[Records drawn from a dataset]
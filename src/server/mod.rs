//! HTTP server for map-picker
//!
//! Hosts widget sessions so a browser front end can render the scene and
//! forward clicks, drags, searches and selections.

pub mod routes;
pub mod state;

use crate::config::Config;
use crate::constants::server::REAP_INTERVAL_SECS;
use crate::error::{Error, Result};
use crate::geo::locationiq::LocationIqBackend;
use routes::create_router;
use state::AppState;
use std::net::SocketAddr;
use std::sync::Arc;
use std::time::Duration;
use tokio::net::TcpListener;
use tracing::info;

/// Start the HTTP server
///
/// # Arguments
/// * `config` - Server and geocoder configuration
///
/// # Returns
/// Never returns unless the server shuts down
pub async fn run(config: Config) -> Result<()> {
    let addr: SocketAddr = config
        .server_addr()
        .parse()
        .map_err(|e| Error::Server(format!("Invalid server address: {}", e)))?;

    let geocoder = LocationIqBackend::from_config(&config)?;
    let state = Arc::new(AppState::new(config, geocoder));
    if state.config.server.session_ttl_secs > 0 {
        spawn_reaper(state.clone());
    }
    let app = create_router(state);

    info!("Starting server on {}", addr);

    let listener = TcpListener::bind(addr)
        .await
        .map_err(|e| Error::Server(format!("Failed to bind to {}: {}", addr, e)))?;

    axum::serve(listener, app)
        .await
        .map_err(|e| Error::Server(format!("Server error: {}", e)))?;

    Ok(())
}

/// Sweep idle sessions in the background for the life of the process
fn spawn_reaper(state: Arc<AppState>) {
    tokio::spawn(async move {
        let mut ticker = tokio::time::interval(Duration::from_secs(REAP_INTERVAL_SECS));
        loop {
            ticker.tick().await;
            state.reap_expired().await;
        }
    });
}
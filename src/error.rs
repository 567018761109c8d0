//! Error types for map-picker

use serde::{Deserialize, Serialize};
use thiserror::Error;

/// Main error type for map-picker operations
#[derive(Error, Debug)]
pub enum Error {
    #[error("Invalid coordinates: {0}")]
    InvalidCoordinates(String),

    #[error("Configuration error: {0}")]
    Config(String),

    #[error("IO error: {0}")]
    Io(#[from] std::io::Error),

    #[error("JSON error: {0}")]
    Json(#[from] serde_json::Error),

    #[error("Server error: {0}")]
    Server(String),

    #[error("Map surface error: {0}")]
    Surface(String),

    #[error("Lookup error: {0}")]
    Lookup(#[from] LookupError),
}

/// Failure of a geocoding round-trip
///
/// Cloneable so the same value can be returned to the caller and sent to
/// the widget's consumer channel.
#[derive(Error, Debug, Clone, PartialEq, Eq, Serialize, Deserialize)]
#[serde(tag = "kind", content = "message", rename_all = "snake_case")]
pub enum LookupError {
    #[error("request failed: {0}")]
    Network(String),

    #[error("request timed out")]
    Timeout,

    #[error("geocoder returned status {0}")]
    Status(u16),

    #[error("malformed response: {0}")]
    MalformedResponse(String),

    #[error("geocoder error: {0}")]
    Service(String),
}

impl From<reqwest::Error> for LookupError {
    fn from(err: reqwest::Error) -> Self {
        if err.is_timeout() {
            LookupError::Timeout
        } else if err.is_decode() {
            LookupError::MalformedResponse(err.to_string())
        } else if let Some(status) = err.status() {
            LookupError::Status(status.as_u16())
        } else {
            LookupError::Network(err.to_string())
        }
    }
}

/// Result type alias for map-picker operations
pub type Result<T> = std::result::Result<T, Error>;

What you need to do:
For this task, please set down every entry exactly, with no line left out.

Your solution:
filename src/server/mod.rs
//! HTTP server for map-picker
//!
//! Hosts widget sessions so a browser front end can render the scene and
//! forward clicks, drags, searches and selections.

pub mod routes;
pub mod state;

use crate::config::Config;
use crate::constants::server::REAP_INTERVAL_SECS;
use crate::error::{Error, Result};
use crate::geo::locationiq::LocationIqBackend;
use routes::create_router;
use state::AppState;
use std::net::SocketAddr;
use std::sync::Arc;
use std::time::Duration;
use tokio::net::TcpListener;
use tracing::info;

/// Start the HTTP server
///
/// # Arguments
/// * `config` - Server and geocoder configuration
///
/// # Returns
/// Never returns unless the server shuts down
pub async fn run(config: Config) -> Result<()> {
    let addr: SocketAddr = config
        .server_addr()
        .parse()
        .map_err(|e| Error::Server(format!("Invalid server address: {}", e)))?;

    let geocoder = LocationIqBackend::from_config(&config)?;
    let state = Arc::new(AppState::new(config, geocoder));
    if state.config.server.session_ttl_secs > 0 {
        spawn_reaper(state.clone());
    }
    let app = create_router(state);

    info!("Starting server on {}", addr);

    let listener = TcpListener::bind(addr)
        .await
        .map_err(|e| Error::Server(format!("Failed to bind to {}: {}", addr, e)))?;

    axum::serve(listener, app)
        .await
        .map_err(|e| Error::Server(format!("Server error: {}", e)))?;

    Ok(())
}

/// Sweep idle sessions in the background for the life of the process
fn spawn_reaper(state: Arc<AppState>) {
    tokio::spawn(async move {
        let mut ticker = tokio::time::interval(Duration::from_secs(REAP_INTERVAL_SECS));
        loop {
            ticker.tick().await;
            state.reap_expired().await;
        }
    });
}
filename src/error.rs
repository 567018761109c8d0
//! Error types for map-picker

use serde::{Deserialize, Serialize};
use thiserror::Error;

/// Main error type for map-picker operations
#[derive(Error, Debug)]
pub enum Error {
    #[error("Invalid coordinates: {0}")]
    InvalidCoordinates(String),

    #[error("Configuration error: {0}")]
    Config(String),

    #[error("IO error: {0}")]
    Io(#[from] std::io::Error),

    #[error("JSON error: {0}")]
    Json(#[from] serde_json::Error),

    #[error("Server error: {0}")]
    Server(String),

    #[error("Map surface error: {0}")]
    Surface(String),

    #[error("Lookup error: {0}")]
    Lookup(#[from] LookupError),
}

/// Failure of a geocoding round-trip
///
/// Cloneable so the same value can be returned to the caller and sent to
/// the widget's consumer channel.
#[derive(Error, Debug, Clone, PartialEq, Eq, Serialize, Deserialize)]
#[serde(tag = "kind", content = "message", rename_all = "snake_case")]
pub enum LookupError {
    #[error("request failed: {0}")]
    Network(String),

    #[error("request timed out")]
    Timeout,

    #[error("geocoder returned status {0}")]
    Status(u16),

    #[error("malformed response: {0}")]
    MalformedResponse(String),

    #[error("geocoder error: {0}")]
    Service(String),
}

impl From<reqwest::Error> for LookupError {
    fn from(err: reqwest::Error) -> Self {
        if err.is_timeout() {
            LookupError::Timeout
        } else if err.is_decode() {
            LookupError::MalformedResponse(err.to_string())
        } else if let Some(status) = err.status() {
            LookupError::Status(status.as_u16())
        } else {
            LookupError::Network(err.to_string())
        }
    }
}

/// Result type alias for map-picker operations
pub type Result<T> = std::result::Result<T, Error>;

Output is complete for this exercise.